Entries supplied START

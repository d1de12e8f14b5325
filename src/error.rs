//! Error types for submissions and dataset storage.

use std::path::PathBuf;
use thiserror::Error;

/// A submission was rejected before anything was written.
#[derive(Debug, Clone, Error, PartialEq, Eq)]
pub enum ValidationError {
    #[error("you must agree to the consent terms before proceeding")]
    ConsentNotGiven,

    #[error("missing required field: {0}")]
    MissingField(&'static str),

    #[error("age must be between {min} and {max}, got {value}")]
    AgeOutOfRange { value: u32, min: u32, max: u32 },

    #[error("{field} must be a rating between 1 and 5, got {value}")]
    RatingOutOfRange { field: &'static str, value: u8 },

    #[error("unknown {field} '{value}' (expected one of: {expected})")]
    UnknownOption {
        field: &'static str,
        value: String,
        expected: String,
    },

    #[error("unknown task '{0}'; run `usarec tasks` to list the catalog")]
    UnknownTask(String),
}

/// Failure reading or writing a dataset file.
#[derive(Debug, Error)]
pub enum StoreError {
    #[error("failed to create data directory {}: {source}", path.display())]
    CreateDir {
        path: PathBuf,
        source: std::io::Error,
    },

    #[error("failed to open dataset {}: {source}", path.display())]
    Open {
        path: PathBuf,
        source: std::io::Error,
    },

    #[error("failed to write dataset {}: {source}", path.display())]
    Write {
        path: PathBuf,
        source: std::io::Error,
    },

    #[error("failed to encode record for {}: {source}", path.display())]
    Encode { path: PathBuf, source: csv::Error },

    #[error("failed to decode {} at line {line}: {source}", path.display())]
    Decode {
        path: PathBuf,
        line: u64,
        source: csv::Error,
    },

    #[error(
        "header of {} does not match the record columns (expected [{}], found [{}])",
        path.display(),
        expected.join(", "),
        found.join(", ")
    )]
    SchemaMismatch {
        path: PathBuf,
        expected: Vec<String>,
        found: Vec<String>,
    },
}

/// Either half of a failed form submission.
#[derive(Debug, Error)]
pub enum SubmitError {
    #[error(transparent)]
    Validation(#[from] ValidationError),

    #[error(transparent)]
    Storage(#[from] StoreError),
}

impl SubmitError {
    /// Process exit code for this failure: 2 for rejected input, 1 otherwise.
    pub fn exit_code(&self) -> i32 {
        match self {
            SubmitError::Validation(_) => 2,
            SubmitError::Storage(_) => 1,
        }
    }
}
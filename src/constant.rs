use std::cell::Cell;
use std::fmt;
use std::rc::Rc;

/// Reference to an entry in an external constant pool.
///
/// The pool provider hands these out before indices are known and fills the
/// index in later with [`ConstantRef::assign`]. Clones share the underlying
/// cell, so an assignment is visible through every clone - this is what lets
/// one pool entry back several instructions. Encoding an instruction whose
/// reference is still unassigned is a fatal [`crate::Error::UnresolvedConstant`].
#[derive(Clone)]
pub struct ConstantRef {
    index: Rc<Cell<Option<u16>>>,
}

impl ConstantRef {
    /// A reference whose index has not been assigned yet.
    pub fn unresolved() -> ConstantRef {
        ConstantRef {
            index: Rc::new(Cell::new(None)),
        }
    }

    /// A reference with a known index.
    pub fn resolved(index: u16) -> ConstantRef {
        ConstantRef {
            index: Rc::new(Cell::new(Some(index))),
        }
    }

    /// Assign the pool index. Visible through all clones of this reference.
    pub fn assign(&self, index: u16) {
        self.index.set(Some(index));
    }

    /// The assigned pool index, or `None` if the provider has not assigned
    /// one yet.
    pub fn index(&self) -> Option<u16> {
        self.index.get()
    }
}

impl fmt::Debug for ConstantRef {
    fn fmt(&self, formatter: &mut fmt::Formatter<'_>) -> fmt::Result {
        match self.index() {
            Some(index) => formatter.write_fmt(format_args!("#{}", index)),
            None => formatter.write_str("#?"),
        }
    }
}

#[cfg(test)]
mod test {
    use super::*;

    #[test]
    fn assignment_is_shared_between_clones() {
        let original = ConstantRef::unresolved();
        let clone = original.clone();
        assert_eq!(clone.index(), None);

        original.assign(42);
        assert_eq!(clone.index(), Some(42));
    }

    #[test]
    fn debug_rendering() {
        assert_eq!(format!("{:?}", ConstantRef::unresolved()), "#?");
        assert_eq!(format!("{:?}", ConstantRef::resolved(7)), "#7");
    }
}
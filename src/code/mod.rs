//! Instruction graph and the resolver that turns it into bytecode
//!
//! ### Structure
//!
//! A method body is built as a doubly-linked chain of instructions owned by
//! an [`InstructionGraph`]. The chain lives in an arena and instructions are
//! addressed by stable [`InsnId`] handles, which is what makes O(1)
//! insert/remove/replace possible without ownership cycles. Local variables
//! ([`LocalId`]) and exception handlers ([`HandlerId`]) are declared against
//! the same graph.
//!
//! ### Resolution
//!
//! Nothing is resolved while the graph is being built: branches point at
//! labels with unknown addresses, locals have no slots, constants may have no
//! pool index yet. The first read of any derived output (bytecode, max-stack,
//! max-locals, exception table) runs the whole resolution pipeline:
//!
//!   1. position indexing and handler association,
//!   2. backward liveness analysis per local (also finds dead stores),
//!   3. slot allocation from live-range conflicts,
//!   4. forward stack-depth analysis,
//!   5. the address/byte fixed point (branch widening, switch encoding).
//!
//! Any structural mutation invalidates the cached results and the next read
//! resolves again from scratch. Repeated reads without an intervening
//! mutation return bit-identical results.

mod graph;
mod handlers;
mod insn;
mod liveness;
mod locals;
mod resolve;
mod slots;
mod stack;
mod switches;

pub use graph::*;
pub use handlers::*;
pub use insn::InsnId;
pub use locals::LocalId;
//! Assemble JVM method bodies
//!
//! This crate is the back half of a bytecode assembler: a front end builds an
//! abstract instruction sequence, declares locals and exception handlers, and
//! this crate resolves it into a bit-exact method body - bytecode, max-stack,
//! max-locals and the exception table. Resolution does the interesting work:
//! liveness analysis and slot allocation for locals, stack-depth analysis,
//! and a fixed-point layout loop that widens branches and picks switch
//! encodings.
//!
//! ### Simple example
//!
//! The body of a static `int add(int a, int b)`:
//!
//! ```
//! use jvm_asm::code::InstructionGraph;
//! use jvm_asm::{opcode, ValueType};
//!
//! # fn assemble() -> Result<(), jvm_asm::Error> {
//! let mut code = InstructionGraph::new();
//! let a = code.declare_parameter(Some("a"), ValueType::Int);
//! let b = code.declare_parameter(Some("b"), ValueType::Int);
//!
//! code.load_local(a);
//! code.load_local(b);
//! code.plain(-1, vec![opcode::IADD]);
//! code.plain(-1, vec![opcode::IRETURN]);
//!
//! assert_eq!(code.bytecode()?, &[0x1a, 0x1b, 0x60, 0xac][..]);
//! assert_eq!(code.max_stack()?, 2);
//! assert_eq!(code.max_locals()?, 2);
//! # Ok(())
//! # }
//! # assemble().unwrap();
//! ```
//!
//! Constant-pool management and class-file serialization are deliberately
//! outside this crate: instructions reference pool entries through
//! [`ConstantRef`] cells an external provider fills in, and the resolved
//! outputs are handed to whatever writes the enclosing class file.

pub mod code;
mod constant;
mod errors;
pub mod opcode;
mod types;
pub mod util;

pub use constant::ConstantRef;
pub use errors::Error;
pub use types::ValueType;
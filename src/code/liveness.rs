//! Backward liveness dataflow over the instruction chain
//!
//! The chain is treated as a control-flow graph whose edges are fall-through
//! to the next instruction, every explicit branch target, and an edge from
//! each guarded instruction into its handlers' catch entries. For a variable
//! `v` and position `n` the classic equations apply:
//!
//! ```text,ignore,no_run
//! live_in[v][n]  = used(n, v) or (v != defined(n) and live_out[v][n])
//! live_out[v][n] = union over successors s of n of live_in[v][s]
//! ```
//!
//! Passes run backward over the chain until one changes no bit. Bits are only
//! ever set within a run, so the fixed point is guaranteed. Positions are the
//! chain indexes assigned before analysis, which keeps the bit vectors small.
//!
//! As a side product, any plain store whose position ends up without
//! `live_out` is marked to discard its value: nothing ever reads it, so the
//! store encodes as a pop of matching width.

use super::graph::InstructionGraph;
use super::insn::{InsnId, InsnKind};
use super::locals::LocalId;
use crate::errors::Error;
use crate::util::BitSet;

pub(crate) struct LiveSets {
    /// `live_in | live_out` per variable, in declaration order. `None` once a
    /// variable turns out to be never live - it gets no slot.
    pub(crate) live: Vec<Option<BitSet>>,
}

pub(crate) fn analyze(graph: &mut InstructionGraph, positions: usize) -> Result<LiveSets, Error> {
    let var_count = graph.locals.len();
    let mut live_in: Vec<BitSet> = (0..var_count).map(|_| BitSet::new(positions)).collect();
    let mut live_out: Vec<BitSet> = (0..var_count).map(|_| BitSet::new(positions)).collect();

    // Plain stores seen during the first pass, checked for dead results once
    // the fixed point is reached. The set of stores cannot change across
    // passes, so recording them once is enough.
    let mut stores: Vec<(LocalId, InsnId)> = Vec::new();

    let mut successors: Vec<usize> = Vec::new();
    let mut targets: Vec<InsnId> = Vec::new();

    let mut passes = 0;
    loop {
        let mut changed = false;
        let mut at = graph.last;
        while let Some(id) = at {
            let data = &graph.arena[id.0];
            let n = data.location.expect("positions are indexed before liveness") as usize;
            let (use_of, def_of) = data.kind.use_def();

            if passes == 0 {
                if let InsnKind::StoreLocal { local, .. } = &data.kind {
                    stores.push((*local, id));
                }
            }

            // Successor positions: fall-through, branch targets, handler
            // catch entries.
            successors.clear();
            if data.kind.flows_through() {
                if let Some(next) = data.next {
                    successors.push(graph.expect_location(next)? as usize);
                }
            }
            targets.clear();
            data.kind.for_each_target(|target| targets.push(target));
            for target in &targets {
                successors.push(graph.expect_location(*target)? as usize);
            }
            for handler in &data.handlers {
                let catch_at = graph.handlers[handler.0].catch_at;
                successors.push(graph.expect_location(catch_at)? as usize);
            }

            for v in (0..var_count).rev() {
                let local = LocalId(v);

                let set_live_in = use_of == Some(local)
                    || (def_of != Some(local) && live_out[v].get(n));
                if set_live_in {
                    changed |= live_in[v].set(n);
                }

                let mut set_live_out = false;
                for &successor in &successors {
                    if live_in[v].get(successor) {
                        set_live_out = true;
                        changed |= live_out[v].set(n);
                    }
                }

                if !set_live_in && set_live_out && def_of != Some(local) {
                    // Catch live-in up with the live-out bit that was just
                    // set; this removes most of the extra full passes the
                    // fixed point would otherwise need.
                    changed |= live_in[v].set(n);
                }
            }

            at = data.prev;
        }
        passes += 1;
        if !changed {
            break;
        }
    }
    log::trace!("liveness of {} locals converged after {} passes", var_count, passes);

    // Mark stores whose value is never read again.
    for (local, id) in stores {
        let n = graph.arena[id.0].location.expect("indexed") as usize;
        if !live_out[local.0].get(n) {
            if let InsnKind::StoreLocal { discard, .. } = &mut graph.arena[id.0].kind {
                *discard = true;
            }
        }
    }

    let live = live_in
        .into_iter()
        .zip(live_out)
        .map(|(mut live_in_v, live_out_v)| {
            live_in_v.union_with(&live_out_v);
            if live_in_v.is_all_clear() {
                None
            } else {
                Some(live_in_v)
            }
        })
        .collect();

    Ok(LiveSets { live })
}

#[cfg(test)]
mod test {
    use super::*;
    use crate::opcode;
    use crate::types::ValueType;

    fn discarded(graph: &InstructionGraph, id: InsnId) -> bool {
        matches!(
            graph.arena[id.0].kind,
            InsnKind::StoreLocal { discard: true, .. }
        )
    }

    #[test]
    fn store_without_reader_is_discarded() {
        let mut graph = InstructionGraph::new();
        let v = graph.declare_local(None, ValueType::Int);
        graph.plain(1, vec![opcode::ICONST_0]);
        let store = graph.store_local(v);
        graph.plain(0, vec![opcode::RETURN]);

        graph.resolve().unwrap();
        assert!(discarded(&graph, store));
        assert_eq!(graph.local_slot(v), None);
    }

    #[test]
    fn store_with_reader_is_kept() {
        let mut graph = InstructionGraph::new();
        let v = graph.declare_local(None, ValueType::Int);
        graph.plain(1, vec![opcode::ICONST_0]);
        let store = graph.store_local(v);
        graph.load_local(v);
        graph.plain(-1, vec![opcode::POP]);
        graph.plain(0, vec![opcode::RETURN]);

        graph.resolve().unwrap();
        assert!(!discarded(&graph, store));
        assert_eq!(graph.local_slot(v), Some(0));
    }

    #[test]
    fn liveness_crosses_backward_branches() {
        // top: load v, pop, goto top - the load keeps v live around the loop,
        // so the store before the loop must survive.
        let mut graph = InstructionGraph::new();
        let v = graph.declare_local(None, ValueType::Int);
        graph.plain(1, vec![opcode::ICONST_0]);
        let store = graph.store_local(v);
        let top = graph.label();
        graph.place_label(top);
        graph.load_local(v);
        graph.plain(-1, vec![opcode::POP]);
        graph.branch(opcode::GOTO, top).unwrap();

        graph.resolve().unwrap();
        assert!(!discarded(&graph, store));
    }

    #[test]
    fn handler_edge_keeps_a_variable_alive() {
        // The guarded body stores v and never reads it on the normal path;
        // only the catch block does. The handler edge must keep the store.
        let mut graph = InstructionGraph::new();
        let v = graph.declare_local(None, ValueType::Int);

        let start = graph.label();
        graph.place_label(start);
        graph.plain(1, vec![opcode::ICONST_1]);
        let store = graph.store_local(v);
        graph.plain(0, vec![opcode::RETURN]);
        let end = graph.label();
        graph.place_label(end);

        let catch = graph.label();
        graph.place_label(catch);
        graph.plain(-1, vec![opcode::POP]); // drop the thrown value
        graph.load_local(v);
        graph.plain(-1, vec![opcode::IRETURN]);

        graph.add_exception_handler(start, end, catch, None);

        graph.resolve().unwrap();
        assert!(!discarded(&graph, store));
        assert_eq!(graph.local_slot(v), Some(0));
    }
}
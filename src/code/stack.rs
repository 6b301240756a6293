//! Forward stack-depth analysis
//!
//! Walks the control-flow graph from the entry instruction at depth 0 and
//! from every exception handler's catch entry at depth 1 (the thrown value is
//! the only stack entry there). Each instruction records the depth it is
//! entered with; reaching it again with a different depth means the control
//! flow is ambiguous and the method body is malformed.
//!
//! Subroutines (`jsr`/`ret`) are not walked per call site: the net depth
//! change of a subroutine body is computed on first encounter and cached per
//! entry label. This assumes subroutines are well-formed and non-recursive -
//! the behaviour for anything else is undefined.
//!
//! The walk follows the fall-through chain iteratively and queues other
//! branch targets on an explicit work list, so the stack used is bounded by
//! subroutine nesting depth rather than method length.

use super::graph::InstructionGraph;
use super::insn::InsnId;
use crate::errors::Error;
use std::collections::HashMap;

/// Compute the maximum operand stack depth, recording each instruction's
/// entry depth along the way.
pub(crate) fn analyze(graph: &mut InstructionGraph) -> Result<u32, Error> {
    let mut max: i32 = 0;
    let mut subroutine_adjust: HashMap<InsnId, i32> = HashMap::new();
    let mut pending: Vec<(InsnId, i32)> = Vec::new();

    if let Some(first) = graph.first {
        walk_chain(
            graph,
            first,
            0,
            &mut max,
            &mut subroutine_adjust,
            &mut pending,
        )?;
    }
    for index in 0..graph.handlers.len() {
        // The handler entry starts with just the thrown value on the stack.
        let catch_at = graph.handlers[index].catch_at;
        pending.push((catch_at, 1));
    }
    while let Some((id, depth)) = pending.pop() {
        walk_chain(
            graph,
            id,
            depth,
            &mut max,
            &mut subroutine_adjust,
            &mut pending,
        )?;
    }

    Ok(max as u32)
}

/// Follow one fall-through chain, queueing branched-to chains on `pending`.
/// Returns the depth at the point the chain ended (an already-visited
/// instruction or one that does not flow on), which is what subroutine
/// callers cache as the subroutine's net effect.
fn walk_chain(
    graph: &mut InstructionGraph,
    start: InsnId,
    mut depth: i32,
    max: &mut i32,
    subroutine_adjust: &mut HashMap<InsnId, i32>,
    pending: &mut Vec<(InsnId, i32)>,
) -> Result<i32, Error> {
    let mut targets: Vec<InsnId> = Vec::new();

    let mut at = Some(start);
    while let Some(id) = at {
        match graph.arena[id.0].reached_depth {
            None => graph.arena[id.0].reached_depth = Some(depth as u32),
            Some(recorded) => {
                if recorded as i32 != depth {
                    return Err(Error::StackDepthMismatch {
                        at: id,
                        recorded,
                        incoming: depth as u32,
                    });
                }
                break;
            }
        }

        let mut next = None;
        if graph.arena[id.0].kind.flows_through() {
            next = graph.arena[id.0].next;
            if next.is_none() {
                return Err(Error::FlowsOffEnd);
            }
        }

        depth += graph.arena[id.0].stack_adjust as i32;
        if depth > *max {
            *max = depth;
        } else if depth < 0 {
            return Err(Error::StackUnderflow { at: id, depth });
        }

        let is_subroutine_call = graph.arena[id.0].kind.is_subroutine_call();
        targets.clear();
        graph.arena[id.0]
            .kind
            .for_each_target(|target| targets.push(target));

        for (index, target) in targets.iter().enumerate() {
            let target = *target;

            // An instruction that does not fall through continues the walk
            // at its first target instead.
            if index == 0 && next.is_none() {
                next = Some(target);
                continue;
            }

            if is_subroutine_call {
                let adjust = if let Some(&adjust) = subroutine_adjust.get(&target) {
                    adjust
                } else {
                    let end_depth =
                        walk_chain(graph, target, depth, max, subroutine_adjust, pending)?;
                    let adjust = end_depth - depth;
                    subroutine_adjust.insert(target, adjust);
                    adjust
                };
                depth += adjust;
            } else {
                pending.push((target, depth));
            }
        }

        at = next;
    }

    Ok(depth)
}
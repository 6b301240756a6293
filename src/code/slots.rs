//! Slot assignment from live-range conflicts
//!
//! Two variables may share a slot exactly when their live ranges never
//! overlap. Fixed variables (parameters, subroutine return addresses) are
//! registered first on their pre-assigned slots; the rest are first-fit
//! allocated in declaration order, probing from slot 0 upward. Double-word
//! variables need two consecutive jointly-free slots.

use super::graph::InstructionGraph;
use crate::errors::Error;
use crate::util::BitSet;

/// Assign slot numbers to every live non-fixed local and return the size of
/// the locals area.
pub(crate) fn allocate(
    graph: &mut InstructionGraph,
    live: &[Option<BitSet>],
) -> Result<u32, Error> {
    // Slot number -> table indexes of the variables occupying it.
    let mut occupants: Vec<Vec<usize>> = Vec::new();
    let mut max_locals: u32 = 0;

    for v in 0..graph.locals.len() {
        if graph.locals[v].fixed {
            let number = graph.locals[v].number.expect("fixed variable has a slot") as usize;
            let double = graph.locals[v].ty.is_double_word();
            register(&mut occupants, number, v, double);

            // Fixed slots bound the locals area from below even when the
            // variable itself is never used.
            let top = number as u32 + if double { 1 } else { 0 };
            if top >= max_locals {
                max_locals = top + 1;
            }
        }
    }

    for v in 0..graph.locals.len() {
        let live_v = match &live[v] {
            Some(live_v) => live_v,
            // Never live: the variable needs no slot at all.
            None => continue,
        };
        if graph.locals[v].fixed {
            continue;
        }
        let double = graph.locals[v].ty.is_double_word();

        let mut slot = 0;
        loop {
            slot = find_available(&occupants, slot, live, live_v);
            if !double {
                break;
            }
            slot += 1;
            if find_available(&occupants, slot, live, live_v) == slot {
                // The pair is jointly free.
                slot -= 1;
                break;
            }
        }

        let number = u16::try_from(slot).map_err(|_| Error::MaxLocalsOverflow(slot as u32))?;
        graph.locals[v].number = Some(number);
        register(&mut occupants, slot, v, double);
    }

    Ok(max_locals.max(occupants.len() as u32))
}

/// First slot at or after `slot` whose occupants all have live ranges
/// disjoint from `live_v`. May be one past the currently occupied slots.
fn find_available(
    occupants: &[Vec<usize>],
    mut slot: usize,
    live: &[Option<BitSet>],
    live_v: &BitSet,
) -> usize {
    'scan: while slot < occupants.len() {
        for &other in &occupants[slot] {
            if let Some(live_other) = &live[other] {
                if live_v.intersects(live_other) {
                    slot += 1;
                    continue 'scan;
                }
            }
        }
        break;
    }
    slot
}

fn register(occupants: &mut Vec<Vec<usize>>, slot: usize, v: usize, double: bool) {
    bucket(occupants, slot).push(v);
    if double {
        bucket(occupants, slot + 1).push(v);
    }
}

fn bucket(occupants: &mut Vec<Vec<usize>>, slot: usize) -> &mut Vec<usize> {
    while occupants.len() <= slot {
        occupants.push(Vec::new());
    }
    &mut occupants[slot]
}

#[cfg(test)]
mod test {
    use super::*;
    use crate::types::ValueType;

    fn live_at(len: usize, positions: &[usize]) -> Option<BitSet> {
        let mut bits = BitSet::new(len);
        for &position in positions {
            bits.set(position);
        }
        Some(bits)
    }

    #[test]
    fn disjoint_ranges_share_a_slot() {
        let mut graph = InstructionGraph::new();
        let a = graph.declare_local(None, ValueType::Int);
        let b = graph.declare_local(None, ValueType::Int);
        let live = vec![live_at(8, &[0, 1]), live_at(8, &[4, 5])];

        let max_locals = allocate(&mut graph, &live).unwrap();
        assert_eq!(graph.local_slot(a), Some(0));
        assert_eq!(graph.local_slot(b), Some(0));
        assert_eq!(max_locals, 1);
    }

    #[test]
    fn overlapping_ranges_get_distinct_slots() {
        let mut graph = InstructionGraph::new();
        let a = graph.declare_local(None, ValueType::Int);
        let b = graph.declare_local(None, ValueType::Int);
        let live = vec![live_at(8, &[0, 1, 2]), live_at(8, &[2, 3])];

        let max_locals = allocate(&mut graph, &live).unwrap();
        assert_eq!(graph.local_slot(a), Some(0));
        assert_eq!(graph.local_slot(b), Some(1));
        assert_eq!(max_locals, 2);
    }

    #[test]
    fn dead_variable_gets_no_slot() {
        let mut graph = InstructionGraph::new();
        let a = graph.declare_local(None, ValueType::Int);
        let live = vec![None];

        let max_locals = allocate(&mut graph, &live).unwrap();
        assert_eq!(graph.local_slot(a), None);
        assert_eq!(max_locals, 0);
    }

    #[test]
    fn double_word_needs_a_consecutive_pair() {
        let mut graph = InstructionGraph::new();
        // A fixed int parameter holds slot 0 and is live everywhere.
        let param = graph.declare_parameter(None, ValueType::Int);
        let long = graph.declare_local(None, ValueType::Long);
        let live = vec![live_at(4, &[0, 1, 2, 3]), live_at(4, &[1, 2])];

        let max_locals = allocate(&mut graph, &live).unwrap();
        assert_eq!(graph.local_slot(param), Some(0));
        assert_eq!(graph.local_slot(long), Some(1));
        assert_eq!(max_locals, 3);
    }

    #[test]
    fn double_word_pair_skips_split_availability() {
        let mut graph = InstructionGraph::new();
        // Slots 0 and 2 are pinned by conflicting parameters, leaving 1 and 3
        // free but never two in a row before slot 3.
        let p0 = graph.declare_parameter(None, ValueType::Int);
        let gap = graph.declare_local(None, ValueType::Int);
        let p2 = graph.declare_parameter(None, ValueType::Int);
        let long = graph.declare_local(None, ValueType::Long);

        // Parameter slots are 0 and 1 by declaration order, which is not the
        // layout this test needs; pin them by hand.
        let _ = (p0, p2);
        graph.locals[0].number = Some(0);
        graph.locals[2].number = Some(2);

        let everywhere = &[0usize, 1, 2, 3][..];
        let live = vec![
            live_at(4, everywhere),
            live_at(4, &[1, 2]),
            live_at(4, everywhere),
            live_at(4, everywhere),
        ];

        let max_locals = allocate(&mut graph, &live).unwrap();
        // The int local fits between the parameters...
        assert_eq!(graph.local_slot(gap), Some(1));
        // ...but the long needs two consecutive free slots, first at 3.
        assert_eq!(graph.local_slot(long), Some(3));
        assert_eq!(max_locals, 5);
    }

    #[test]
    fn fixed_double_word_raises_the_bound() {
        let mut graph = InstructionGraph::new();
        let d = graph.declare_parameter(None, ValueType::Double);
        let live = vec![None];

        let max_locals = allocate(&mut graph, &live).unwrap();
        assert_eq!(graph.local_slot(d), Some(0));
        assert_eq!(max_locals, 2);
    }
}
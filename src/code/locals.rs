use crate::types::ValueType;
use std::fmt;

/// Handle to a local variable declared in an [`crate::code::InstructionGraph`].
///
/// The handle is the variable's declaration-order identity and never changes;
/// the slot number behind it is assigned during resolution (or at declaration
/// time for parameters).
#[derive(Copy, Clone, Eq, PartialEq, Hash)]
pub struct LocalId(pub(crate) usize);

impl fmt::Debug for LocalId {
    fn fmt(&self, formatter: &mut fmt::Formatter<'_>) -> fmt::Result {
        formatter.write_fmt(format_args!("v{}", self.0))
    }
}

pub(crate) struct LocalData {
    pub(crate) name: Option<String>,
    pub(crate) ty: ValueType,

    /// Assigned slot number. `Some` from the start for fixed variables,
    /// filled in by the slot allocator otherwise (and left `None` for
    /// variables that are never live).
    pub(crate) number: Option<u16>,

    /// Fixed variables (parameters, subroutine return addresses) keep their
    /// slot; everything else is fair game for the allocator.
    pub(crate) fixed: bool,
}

Entries supplied END

→ **Exercise objective**:
Output only an exact transcription of the lines above from the one with "depth 0 and" up to and including the one with "and cached per".

→ **Response area**:
//! Walks the control-flow graph from the entry instruction at depth 0 and
//! from every exception handler's catch entry at depth 1 (the thrown value is
//! the only stack entry there). Each instruction records the depth it is
//! entered with; reaching it again with a different depth means the control
//! flow is ambiguous and the method body is malformed.
//!
//! Subroutines (`jsr`/`ret`) are not walked per call site: the net depth
//! change of a subroutine body is computed on first encounter and cached per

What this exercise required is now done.